I'm a little concerned about assuming that, for example, _ or * always indicate text formatting.

retorquere commented 4 years ago

And the markdown escapes of those and others of course. Even if you only use html for markup. I hadn't thought of that before and I'll have to think about what to do for BBTs csl-yaml export.

I think it'd need to be explicitly marked if you want markdown processing, or markdown would have to be the default for csl-yaml. I'd rather not deal with ambiguity.

Are there other csl-yaml processors? If not, then I could have BBT default to markdown.

bwiernik commented 4 years ago

As the main consumer of CSL YAML is currently and I suspect will remain pandoc, I think we could make the default markdown with an option to disable?

pandoc interprets the HTML markup, so I'd suggest BBT not worry about translating the HTML tags into markdown.

retorquere commented 4 years ago

I'm not worried about those, but about whether to escape if I find * or #. They just mean different things to markdown and html.

bdarcus commented 4 years ago

@retorquere I think he is saying that pandoc CSL YAML supports markdown syntax in addition to HTML syntax.

I read John to say above that he doesn't support the HTML.

bwiernik commented 4 years ago

If a user is generating CSL YAML with BBT, I'd expect that not escaping markdown characters (BBT's current behavior) is the better default.

bwiernik commented 4 years ago

I read John to say above that he doesn't support the HTML.

I checked. The HTML markup is supported in CSL YAML by pandoc (which makes sense because it is valid HTML).

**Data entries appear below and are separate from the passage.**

//! Camera, viewport and pointer state, and the pointer → world ray mapping.

use nalgebra::{Orthographic3, Perspective3, Point3, UnitQuaternion, Vector2, Vector3};
use serde::{Deserialize, Serialize};
use std::ops::Sub;

use crate::math::Ray;

/// A pointer location in host (client) pixels, origin at the top-left.
#[derive(Clone, Copy, Debug, Default, PartialEq, Serialize, Deserialize)]
pub struct PointerPosition {
    pub x: f32,
    pub y: f32,
}

impl PointerPosition {
    pub fn new(x: f32, y: f32) -> Self {
        Self { x, y }
    }
}

impl Sub for PointerPosition {
    type Output = Vector2<f32>;

    fn sub(self, rhs: Self) -> Vector2<f32> {
        Vector2::new(self.x - rhs.x, self.y - rhs.y)
    }
}

/// Raw pointer input from either a mouse or a touch surface.
#[derive(Clone, Debug, PartialEq)]
pub enum PointerEvent {
    Mouse { x: f32, y: f32 },
    /// Active touch points; only the first one drives picking and dragging.
    Touch { touches: Vec<PointerPosition> },
}

impl PointerEvent {
    pub fn mouse(x: f32, y: f32) -> Self {
        PointerEvent::Mouse { x, y }
    }

    pub fn touch(x: f32, y: f32) -> Self {
        PointerEvent::Touch {
            touches: vec![PointerPosition::new(x, y)],
        }
    }

    /// Normalize either source to one pointer position. A touch event without
    /// touch points (e.g. the last finger lifting) has none.
    pub fn position(&self) -> Option<PointerPosition> {
        match self {
            PointerEvent::Mouse { x, y } => Some(PointerPosition::new(*x, *y)),
            PointerEvent::Touch { touches } => touches.first().copied(),
        }
    }
}

/// On-screen rectangle the scene is rendered into, in the same pixel space as
/// pointer positions.
#[derive(Clone, Copy, Debug, PartialEq, Serialize, Deserialize)]
pub struct ViewportState {
    pub left: f32,
    pub top: f32,
    pub width: f32,
    pub height: f32,
}

impl ViewportState {
    pub fn new(left: f32, top: f32, width: f32, height: f32) -> Self {
        Self {
            left,
            top,
            width,
            height,
        }
    }

    pub fn is_degenerate(&self) -> bool {
        !(self.width > 0.0 && self.height > 0.0)
    }

    pub fn aspect(&self) -> f32 {
        if self.is_degenerate() {
            1.0
        } else {
            self.width / self.height
        }
    }

    /// Map a pointer to normalized device coordinates: x right, y up, both in
    /// [-1, 1] across the viewport.
    pub fn to_ndc(&self, pointer: PointerPosition) -> Option<Vector2<f32>> {
        if self.is_degenerate() {
            return None;
        }
        let x = ((pointer.x - self.left) / self.width) * 2.0 - 1.0;
        let y = -((pointer.y - self.top) / self.height) * 2.0 + 1.0;
        Some(Vector2::new(x, y))
    }
}

#[derive(Clone, Copy, Debug, PartialEq, Serialize, Deserialize)]
#[serde(tag = "type", rename_all = "snake_case")]
pub enum Projection {
    Perspective { fov_y: f32, near: f32, far: f32 },
    Orthographic { half_height: f32, near: f32, far: f32 },
}

impl Default for Projection {
    fn default() -> Self {
        Projection::Perspective {
            fov_y: 45f32.to_radians(),
            near: 0.1,
            far: 1000.0,
        }
    }
}

/// World placement and projection of the viewing camera. The camera looks
/// down its local -Z axis with +Y up.
#[derive(Clone, Copy, Debug, PartialEq)]
pub struct CameraState {
    pub position: Vector3<f32>,
    pub rotation: UnitQuaternion<f32>,
    pub projection: Projection,
}

impl Default for CameraState {
    fn default() -> Self {
        Self {
            position: Vector3::new(0.0, 0.0, 10.0),
            rotation: UnitQuaternion::identity(),
            projection: Projection::default(),
        }
    }
}

impl CameraState {
    /// Camera at `eye` looking towards `target`.
    pub fn look_at(
        eye: Vector3<f32>,
        target: Vector3<f32>,
        up: Vector3<f32>,
        projection: Projection,
    ) -> Self {
        // face_towards maps +Z onto the given direction; the camera views along -Z.
        let back = eye - target;
        let rotation = if back.norm() <= f32::EPSILON {
            UnitQuaternion::identity()
        } else {
            UnitQuaternion::face_towards(&back, &up)
        };
        Self {
            position: eye,
            rotation,
            projection,
        }
    }

    /// Ray from the camera through the given NDC point.
    pub fn ray_through_ndc(&self, ndc: Vector2<f32>, aspect: f32) -> Option<Ray> {
        if !(aspect > 0.0) || !aspect.is_finite() {
            return None;
        }
        let (near_view, far_view) = match self.projection {
            Projection::Perspective { fov_y, near, far } => {
                if !(fov_y > 0.0) || !(near > 0.0) || !(far > near) {
                    return None;
                }
                let proj = Perspective3::new(aspect, fov_y, near, far);
                (
                    proj.unproject_point(&Point3::new(ndc.x, ndc.y, -1.0)),
                    proj.unproject_point(&Point3::new(ndc.x, ndc.y, 1.0)),
                )
            }
            Projection::Orthographic {
                half_height,
                near,
                far,
            } => {
                if !(half_height > 0.0) || !(far > near) {
                    return None;
                }
                let half_width = half_height * aspect;
                let proj =
                    Orthographic3::new(-half_width, half_width, -half_height, half_height, near, far);
                (
                    proj.unproject_point(&Point3::new(ndc.x, ndc.y, -1.0)),
                    proj.unproject_point(&Point3::new(ndc.x, ndc.y, 1.0)),
                )
            }
        };
        let near_world = self.position + self.rotation * near_view.coords;
        let far_world = self.position + self.rotation * far_view.coords;
        Ray::new(near_world, far_world - near_world)
    }

    /// Ray under a pointer position in `viewport`.
    pub fn pointer_ray(&self, pointer: PointerPosition, viewport: &ViewportState) -> Option<Ray> {
        let ndc = viewport.to_ndc(pointer)?;
        self.ray_through_ndc(ndc, viewport.aspect())
    }
}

bdarcus commented 4 years ago

And with auto-completion it would be even better!

Did you get YAML auto-completion working with vscode?

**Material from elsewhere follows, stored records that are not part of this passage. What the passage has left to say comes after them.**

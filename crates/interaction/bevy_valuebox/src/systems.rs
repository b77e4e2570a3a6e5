use bevy::color::Alpha;
use bevy::prelude::*;
use bevy::window::PrimaryWindow;
use std::collections::HashSet;
use std::mem;

use crate::components::{Interactive, PickBounds, ValueContainer, ValueLabel};
use crate::resources::{
    LatestPreview, OpacityState, PointerAction, PointerQueue, ValueboxAnimator, ValueboxPicker,
    ValueboxSettings,
};
use crate::scene::{quat_to_na, vec3_to_na, WorldScene};
use crate::{InsertionOutput, SubmitRejected, SubmitValues, ToggleOpacity};
use valuebox_interaction_core::{Clock, CodePreview, SubmitOutcome, Timestamp, ValueKind};
use valuebox_scene_core::{
    CameraState, PointerEvent, PointerPosition, Projection as ViewProjection, ViewportState,
};

/// Keep the animator's clock on the app's elapsed time.
pub fn sync_clock_system(time: Res<Time>, mut anim: ResMut<ValueboxAnimator>) {
    anim.0.clock_mut().set(Timestamp::from(time.elapsed()));
}

/// Translate primary-window mouse and touch input into pointer actions.
pub fn capture_pointer_system(
    mouse: Option<Res<ButtonInput<MouseButton>>>,
    touches: Option<Res<Touches>>,
    windows: Query<&Window, With<PrimaryWindow>>,
    mut queue: ResMut<PointerQueue>,
) {
    let Ok(window) = windows.get_single() else {
        return;
    };
    let viewport = ViewportState::new(0.0, 0.0, window.width(), window.height());

    if let Some(mouse) = mouse {
        if let Some(cursor) = window.cursor_position() {
            let event = PointerEvent::mouse(cursor.x, cursor.y);
            if mouse.just_pressed(MouseButton::Left) {
                queue.push(PointerAction::Down(event), viewport);
            } else if mouse.pressed(MouseButton::Left) {
                queue.push(PointerAction::Move(event), viewport);
            }
        }
        if mouse.just_released(MouseButton::Left) {
            queue.push(PointerAction::Up, viewport);
        }
    }

    if let Some(touches) = touches {
        let points: Vec<PointerPosition> = touches
            .iter()
            .map(|t| PointerPosition::new(t.position().x, t.position().y))
            .collect();
        if touches.any_just_pressed() {
            queue.push(
                PointerAction::Down(PointerEvent::Touch { touches: points }),
                viewport,
            );
        } else if !points.is_empty() {
            queue.push(
                PointerAction::Move(PointerEvent::Touch { touches: points }),
                viewport,
            );
        } else if touches.any_just_released() {
            queue.push(PointerAction::Up, viewport);
        }
    }
}

fn active_camera(world: &mut World) -> Option<CameraState> {
    let mut cameras = world.query::<(&Camera, &GlobalTransform, &Projection)>();
    let (_, global, projection) = cameras.iter(world).find(|(cam, _, _)| cam.is_active)?;
    let (_, rotation, translation) = global.to_scale_rotation_translation();
    let projection = match projection {
        Projection::Perspective(p) => ViewProjection::Perspective {
            fov_y: p.fov,
            near: p.near,
            far: p.far,
        },
        Projection::Orthographic(o) => ViewProjection::Orthographic {
            half_height: o.area.height() * 0.5,
            near: o.near,
            far: o.far,
        },
    };
    Some(CameraState {
        position: vec3_to_na(translation),
        rotation: quat_to_na(rotation),
        projection,
    })
}

/// Feed queued pointer actions to the picker. Presses are tested against
/// every `Interactive` entity; drags rotate the picked one.
pub fn handle_pointer_system(world: &mut World) {
    let actions = mem::take(&mut world.resource_mut::<PointerQueue>().pending);
    if actions.is_empty() {
        return;
    }
    let camera = active_camera(world);
    let candidates: Vec<Entity> = world
        .query_filtered::<Entity, With<Interactive>>()
        .iter(world)
        .collect();

    world.resource_scope(|world, mut picker: Mut<ValueboxPicker>| {
        let mut scene = WorldScene::new(world);
        for (action, viewport) in actions {
            match action {
                PointerAction::Down(event) => {
                    let Some(camera) = camera.as_ref() else {
                        debug!("valuebox: pointer down without an active camera");
                        continue;
                    };
                    let result =
                        picker
                            .0
                            .on_pointer_down(&event, &viewport, camera, &candidates, &scene);
                    trace!("valuebox: pick {result:?}");
                }
                PointerAction::Move(event) => {
                    if let Err(e) = picker.0.on_pointer_move(&event, &mut scene) {
                        warn!("valuebox: drag ended: {e}");
                    }
                }
                PointerAction::Up => picker.0.on_pointer_up(),
            }
        }
    });
}

fn find_containers(world: &mut World) -> Option<[Entity; 3]> {
    let mut slots: [Option<Entity>; 3] = [None; 3];
    let mut query = world.query::<(Entity, &ValueContainer)>();
    for (entity, container) in query.iter(world) {
        slots[container.slot.slot()] = Some(entity);
    }
    Some([slots[0]?, slots[1]?, slots[2]?])
}

/// Run every pending `SubmitValues` through the animator.
pub fn handle_submit_system(world: &mut World) {
    let submits: Vec<SubmitValues> = world
        .resource_mut::<Events<SubmitValues>>()
        .drain()
        .collect();
    if submits.is_empty() {
        return;
    }
    let Some(containers) = find_containers(world) else {
        warn!(
            "valuebox: ignoring {} submission(s): expected one ValueContainer per kind {:?}",
            submits.len(),
            ValueKind::ALL
        );
        return;
    };

    for SubmitValues { inputs } in submits {
        let result = world.resource_scope(|world, mut anim: Mut<ValueboxAnimator>| {
            let mut scene = WorldScene::new(world);
            anim.0.submit(&inputs, containers, &mut scene)
        });
        if !matches!(result, Ok(SubmitOutcome::Busy)) {
            world.resource_mut::<LatestPreview>().0 = Some(CodePreview::from_inputs(&inputs));
        }
        match result {
            Ok(SubmitOutcome::Started {
                batch,
                timelines,
                skipped,
            }) => {
                info!("valuebox: {batch} started ({timelines} label(s), skipped {skipped:?})");
            }
            Ok(SubmitOutcome::Empty) => debug!("valuebox: empty submission"),
            Ok(SubmitOutcome::Busy) => debug!("valuebox: submission ignored while animating"),
            Err(report) => {
                info!("valuebox: {report}");
                world.send_event(SubmitRejected { report });
            }
        }
    }
}

/// Advance all insertion timelines and forward the animator's events.
pub fn tick_insertions_system(world: &mut World) {
    let now = world.resource::<ValueboxAnimator>().0.clock().now();
    let events = world.resource_scope(|world, mut anim: Mut<ValueboxAnimator>| {
        let mut scene = WorldScene::new(world);
        anim.0.tick(now, &mut scene)
    });
    for event in events {
        world.send_event(InsertionOutput(event));
    }
}

/// Box materials under a container: its own and those of descendants with
/// `PickBounds`. Value label subtrees are skipped.
fn collect_materials(
    entity: Entity,
    is_container: bool,
    children: &Query<&Children>,
    handles: &Query<&Handle<StandardMaterial>>,
    parts: &Query<(Has<PickBounds>, Has<ValueLabel>)>,
    out: &mut HashSet<AssetId<StandardMaterial>>,
) {
    let (bounded, label) = parts.get(entity).unwrap_or((false, false));
    if label {
        return;
    }
    if is_container || bounded {
        if let Ok(handle) = handles.get(entity) {
            out.insert(handle.id());
        }
    }
    if let Ok(cs) = children.get(entity) {
        for &c in cs.iter() {
            collect_materials(c, false, children, handles, parts, out);
        }
    }
}

/// Flip the boxes between opaque and translucent.
#[allow(clippy::too_many_arguments)]
pub fn toggle_opacity_system(
    mut toggles: EventReader<ToggleOpacity>,
    mut state: ResMut<OpacityState>,
    settings: Res<ValueboxSettings>,
    containers: Query<Entity, With<ValueContainer>>,
    children: Query<&Children>,
    handles: Query<&Handle<StandardMaterial>>,
    parts: Query<(Has<PickBounds>, Has<ValueLabel>)>,
    materials: Option<ResMut<Assets<StandardMaterial>>>,
) {
    let flips = toggles.read().count();
    if flips == 0 {
        return;
    }
    if flips % 2 == 1 {
        state.translucent = !state.translucent;
    }
    let Some(mut materials) = materials else {
        return;
    };
    let (alpha, mode) = if state.translucent {
        (settings.translucent_alpha, AlphaMode::Blend)
    } else {
        (1.0, AlphaMode::Opaque)
    };

    let mut ids = HashSet::new();
    for container in containers.iter() {
        collect_materials(container, true, &children, &handles, &parts, &mut ids);
    }
    for id in ids {
        if let Some(material) = materials.get_mut(id) {
            material.base_color.set_alpha(alpha);
            material.alpha_mode = mode;
        }
    }
}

Might be cool if we could have CSL extensions for both vscode and, per the thing I started, atom, so we could give people easy-to-install auto-completing editors for CSL styles and data.

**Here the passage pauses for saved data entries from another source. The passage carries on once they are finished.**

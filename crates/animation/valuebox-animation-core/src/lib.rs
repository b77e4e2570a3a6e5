//! valuebox-animation-core (engine-agnostic)
//!
//! Time source, easing curves and the single-shot [`Timeline`] used to move
//! value labels. A host advances timelines with explicit timestamps once per
//! rendered frame; nothing here schedules itself.

pub mod clock;
pub mod easing;
pub mod error;
pub mod ids;
pub mod timeline;

pub use clock::{Clock, ManualClock, SystemClock, Timestamp};
pub use easing::Easing;
pub use error::TimelineError;
pub use ids::{IdAllocator, TimelineId};
pub use timeline::{lerp_vec3, Timeline, TimelineState};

denismaier commented 4 years ago

And with auto-completion it would be even

And with auto-completion it would be even better!

Did you get YAML auto-completion working with vscode?

Might be cool if we could have CSL extensions for both vscode and, per the thing I started, atom, so we could give people easy-to-install auto-completing editors for CSL styles and data.

Both yes!

denismaier commented 4 years ago

What doesn't work in vs code is style validation...

bdarcus commented 4 years ago

Seems vscode doesn't support relaxng validation, and is dependent on this issue to add it.

bwiernik commented 4 years ago

Are RNC and XSD feature compatible? There are numerous XSD validators for vsscode? It might be possible to automatically generate an unofficial XSD schema from the RNC for use with editors.

jgm commented 4 years ago

The HTML markup is supported in CSL YAML by pandoc (which makes sense because it is valid HTML).

Well, pandoc will pass through raw HTML as "RawInline" elements. And these will be emitted in HTML output. But if you target, say, LaTeX, they'll just be omitted. So it's not really supported.

retorquere commented 4 years ago

Well, pandoc will pass through raw HTML as "RawInline" elements. And these will be emitted in HTML output. But if you target, say, LaTeX, they'll just be omitted. So it's not really supported.

That and the fact that if you assume markdown, *word* becomes \emph{word}, and if you assume HTML, it becomes *word*. And if pandoc is the sole consumer of CSL-YAML, it seems better to escape.

bdarcus commented 4 years ago

Are RNC and XSD feature compatible? There are numerous XSD validators for vsscode? It might be possible to automatically generate an unofficial XSD schema from the RNC for use with editors.

They are not feature compatible. RNG has some features we rely on, like unordered content models, that XSD does not support.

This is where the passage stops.